Он не сразу вспоминает имя. Но имя мальчишки угадывает моментально. - Энни, - говорит он, не надеясь, что она вспомнит его. Она кивает в ответ: - Гейл, - ее улыбка мягкая, глаза глубокие и печальные, но теперь Гейл вспоминает, что раньше он не видел в ее чертах и намека на нежность, которая, видимо, пришла к ней с материнством и сгладила нервозность и беспокойство.
Вечером он оказывается в ее доме, за одним столом с миссис Эвердин. Ужин проходит тихо, они говорят на мирные темы, плавно обходя стороной все, что может напомнить о войне, о Финнике, Голодных Играх. Миссис Эвердин снова рассказывает о свадьбе Китнисс (и Гейл начинает думать, что она рада событию и тому, что ее старшая дочь не осталась одна), Энни замечает, что Пит звонил ей пару дней назад. Гейл пытается скрыть удивление, узнав, что они поддерживают связь. Хотя, он вообще практически ничего не знает о том, что происходит в Двенадцатом Дистрикте за исключением содержания сухих отчетов от местных властей. Энни мягко интересуется в пустоту, сменит ли Китнисс фамилию? Миссис Эвердин пожимает плечами, не отрывая взгляда от тарелки. Гейл чувствует пустоту, которая не исчезает до конца ужина, разливаясь вязкой чернотой где-то в желудке.

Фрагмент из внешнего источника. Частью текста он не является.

use anyhow::Context;
use serde::Serialize;
use sntp_query::config::{self, Config};
use sntp_query::{NetworkInterface, SystemNetwork, TimeQueryClient};
use std::sync::Arc;
use tracing::{error, info};
use tracing_subscriber::{EnvFilter, layer::SubscriberExt, util::SubscriberInitExt};

#[derive(Debug, Serialize)]
struct QueryReport {
    server: String,
    timestamp: i64,
    utc: String,
}

#[tokio::main]
async fn main() -> anyhow::Result<()> {
    // Load configuration
    let config = Config::from_env()?;

    // Initialize logging
    init_logging(&config);

    info!(
        version = env!("CARGO_PKG_VERSION"),
        server = %config.ntp.server.address,
        port = config.ntp.server.port,
        bind = %config.ntp.bind_addr,
        "Querying NTP server"
    );

    let network: Arc<dyn NetworkInterface> = Arc::new(SystemNetwork::new(config.ntp.bind_addr));
    let client = TimeQueryClient::new(Some(network)).with_server(config.ntp.server.clone());

    let timestamp = client
        .query_async(config.query_timeout())
        .await
        .inspect_err(|e| error!(error = %e, code = e.code(), "NTP query failed"))
        .context("NTP query failed")?;

    let utc = chrono::DateTime::from_timestamp(timestamp, 0)
        .context("Timestamp out of range")?
        .to_rfc3339();

    let report = QueryReport {
        server: format!("{}:{}", config.ntp.server.address, config.ntp.server.port),
        timestamp,
        utc,
    };
    println!("{}", serde_json::to_string(&report)?);

    Ok(())
}

/// Initialize logging based on configuration
fn init_logging(config: &Config) {
    let env_filter =
        EnvFilter::try_from_default_env().unwrap_or_else(|_| EnvFilter::new(&config.logging.level));

    match config.logging.format {
        config::LogFormat::Json => {
            tracing_subscriber::registry()
                .with(env_filter)
                .with(tracing_subscriber::fmt::layer().json().with_writer(std::io::stderr))
                .init();
        }
        config::LogFormat::Pretty => {
            tracing_subscriber::registry()
                .with(env_filter)
                .with(tracing_subscriber::fmt::layer().pretty().with_writer(std::io::stderr))
                .init();
        }
    }
}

Он помогает Энни вымыть посуду, стоит с ней бок о бок, вытирая тарелки. Из гостиной доносится лепет малыша Финна, мягкий голос миссис Эвердин. Гейл хочет приблизиться к ребенку, взять его на руки, улыбнуться беззаботности. Он хорошо помнит Пози, когда та была совсем крохой, у него никогда не возникало проблем с ней. Но он только следит, как Энни берет сына на руки, укачивает его; он наблюдает за тем, как ребенок прижимается головкой к ее смуглому плечу, как устало опускаются его ресницы. Если бы Гейл был художником как Пит, то обязательно бы захотел нарисовать эту картину. Гейл откидывается в кресле и, наконец, начинает чувствовать что-то, напоминающее спокойствие. Он не слышит, как уходит миссис Эвердин. Он закрывает глаза и засыпает, убаюканный тихой колыбельной, которую Энни напевает Финну. А, может быть, и им двоим.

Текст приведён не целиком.